Make it larger than life

Roger Frost

Roger Frost casts his eye over a selection of microscopes for classroom use.

A microscope is one of the great constants of science equipment. Given that no microchip will replace all that precision ironmongery, it is a rare blessing of today that you can buy something which, pupils permitting, will last for years.

But whether you are buying one or two for a primary school, or a set for everyone in an advanced biology class the choice is baffling. Microscopes range from Pounds 50 to Pounds 5,000, their features overlap and there is an array of options.

So with the help of Phil Punyer, chief technician at City and East London College, we set up numerous systems, to look for the features that help make a short list. For example, you'd want a wide field of vision so that the circular "field" almost fills the eye-piece instead of giving you tunnel vision.
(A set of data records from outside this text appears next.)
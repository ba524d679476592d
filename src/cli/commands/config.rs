//! Config command - show or initialize configuration

use crate::cli::args::{ConfigAction, ConfigArgs};
use crate::config::{Config, ConfigManager};
use crate::error::CacheResult;
use console::style;

/// Execute the config command
pub async fn execute(args: ConfigArgs, config: &Config, manager: &ConfigManager) -> CacheResult<()> {
    match args.action {
        None | Some(ConfigAction::Show) => show_config(config)?,
        Some(ConfigAction::Path) => println!("{}", manager.path().display()),
        Some(ConfigAction::Init { force }) => init_config(manager, force).await?,
    }

    Ok(())
}

fn show_config(config: &Config) -> CacheResult<()> {
    println!("{}", toml::to_string_pretty(config)?);
    Ok(())
}

async fn init_config(manager: &ConfigManager, force: bool) -> CacheResult<()> {
    let path = manager.path();

    if path.exists() && !force {
        println!(
            "{} Config already exists at {}",
            style("!").yellow().bold(),
            path.display()
        );
        println!("  {}", style("Use --force to overwrite").dim());
        return Ok(());
    }

    manager.save(&Config::default()).await?;
    println!(
        "{} Configuration initialized at {}",
        style("✓").green().bold(),
        path.display()
    );
    Ok(())
}
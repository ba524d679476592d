//! Lifecycle states of one bundle version

use serde::{Deserialize, Serialize};
use std::fmt;

/// State of a bundle version in the install → activate → serve cycle
#[derive(Debug, Clone, Copy, PartialEq, Eq, Serialize, Deserialize)]
#[serde(rename_all = "lowercase")]
pub enum LifecycleState {
    /// Shell set not staged yet
    Installing,
    /// Shell set fully staged, waiting to take over
    Installed,
    /// Diff and merge in progress
    Activating,
    /// Serving requests
    Active,
    /// Activation failed and the caches were purged
    Faulted,
    /// Install failed; this version never becomes current
    Redundant,
}

impl LifecycleState {
    /// Whether install may start from this state
    pub fn can_install(&self) -> bool {
        !matches!(self, Self::Activating)
    }

    /// Whether activation may start from this state
    pub fn can_activate(&self) -> bool {
        matches!(self, Self::Installed | Self::Active | Self::Faulted)
    }
}

impl fmt::Display for LifecycleState {
    fn fmt(&self, f: &mut fmt::Formatter<'_>) -> fmt::Result {
        let name = match self {
            Self::Installing => "installing",
            Self::Installed => "installed",
            Self::Activating => "activating",
            Self::Active => "active",
            Self::Faulted => "faulted",
            Self::Redundant => "redundant",
        };
        write!(f, "{}", name)
    }
}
You would want the image to be not just sharp, but sharp from its centre to the edge. And then, other things being equal, you would want a "nice" image which, like choosing a television, is subjective. These then are some features you really can't assess without seeing the product.
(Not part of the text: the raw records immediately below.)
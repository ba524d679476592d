//! Resource table and shell set

use crate::error::{CacheError, CacheResult};
use serde::{Deserialize, Serialize};
use std::collections::BTreeMap;
use std::path::Path;
use tokio::fs;
use tracing::debug;

/// Sentinel key for the application's entry document
pub const ROOT_KEY: &str = "/";

/// Serialized form of a resource table
#[derive(Debug, Clone, Serialize, Deserialize)]
struct TableFile {
    resources: BTreeMap<String, String>,
    #[serde(default)]
    shell: Vec<String>,
}

/// Immutable catalogue of the current bundle version
///
/// Every shell path is guaranteed to be a known resource.
#[derive(Debug, Clone, PartialEq, Eq)]
pub struct ResourceTable {
    resources: BTreeMap<String, String>,
    shell: Vec<String>,
}

impl ResourceTable {
    /// Build a table, checking that the shell set is a subset of the resources
    pub fn new(resources: BTreeMap<String, String>, shell: Vec<String>) -> CacheResult<Self> {
        if let Some(missing) = shell.iter().find(|p| !resources.contains_key(*p)) {
            return Err(CacheError::UnknownShellPath(missing.clone()));
        }

        let mut seen = std::collections::HashSet::new();
        let shell = shell.into_iter().filter(|p| seen.insert(p.clone())).collect();
        Ok(Self { resources, shell })
    }

    /// Build a table with an empty shell set
    pub fn from_resources(resources: BTreeMap<String, String>) -> Self {
        Self {
            resources,
            shell: vec![],
        }
    }

    /// Load a table from a JSON file
    pub async fn from_file(path: &Path) -> CacheResult<Self> {
        let content = fs::read_to_string(path).await.map_err(|e| {
            CacheError::io(format!("reading resource table {}", path.display()), e)
        })?;

        let table = Self::parse(&content).map_err(|e| CacheError::ResourceTableInvalid {
            path: path.to_path_buf(),
            reason: e.to_string(),
        })?;
        debug!(
            "Loaded {} resources ({} shell) from {}",
            table.len(),
            table.shell.len(),
            path.display()
        );
        Ok(table)
    }

    /// Parse a table from its JSON form
    pub fn parse(content: &str) -> CacheResult<Self> {
        let file: TableFile = serde_json::from_str(content)?;
        Self::new(file.resources, file.shell)
    }

    /// Serialize to the JSON file form
    pub fn to_json(&self) -> CacheResult<String> {
        let file = TableFile {
            resources: self.resources.clone(),
            shell: self.shell.clone(),
        };
        Ok(serde_json::to_string_pretty(&file)?)
    }

    /// Write the table to a JSON file
    pub async fn save(&self, path: &Path) -> CacheResult<()> {
        fs::write(path, self.to_json()?).await.map_err(|e| {
            CacheError::io(format!("writing resource table {}", path.display()), e)
        })
    }

    /// Fingerprint of a path, if it belongs to this bundle
    pub fn fingerprint(&self, path: &str) -> Option<&str> {
        self.resources.get(path).map(String::as_str)
    }

    /// Whether a path belongs to this bundle
    pub fn contains(&self, path: &str) -> bool {
        self.resources.contains_key(path)
    }

    /// Paths that must be staged before the version can activate
    pub fn shell(&self) -> &[String] {
        &self.shell
    }

    /// All resource paths, sorted
    pub fn paths(&self) -> impl Iterator<Item = &str> {
        self.resources.keys().map(String::as_str)
    }

    /// The path → fingerprint mapping, as persisted in the manifest record
    pub fn resources(&self) -> &BTreeMap<String, String> {
        &self.resources
    }

    /// Number of resources
    pub fn len(&self) -> usize {
        self.resources.len()
    }

    /// Whether the table lists no resources
    pub fn is_empty(&self) -> bool {
        self.resources.is_empty()
    }
}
Junior schools will not be so fussed the need is to keep the price in perspective with how much you use it. To see the finer things in life, you either spend lots or use a Bioviewer (Pounds 8.45 with slide sets extra NES Arnold), a simple slide viewer that "cons" the children into thinking they're looking down a microscope. It's almost a toy but it is "appropriate technology" used by thousands of schools and colleges.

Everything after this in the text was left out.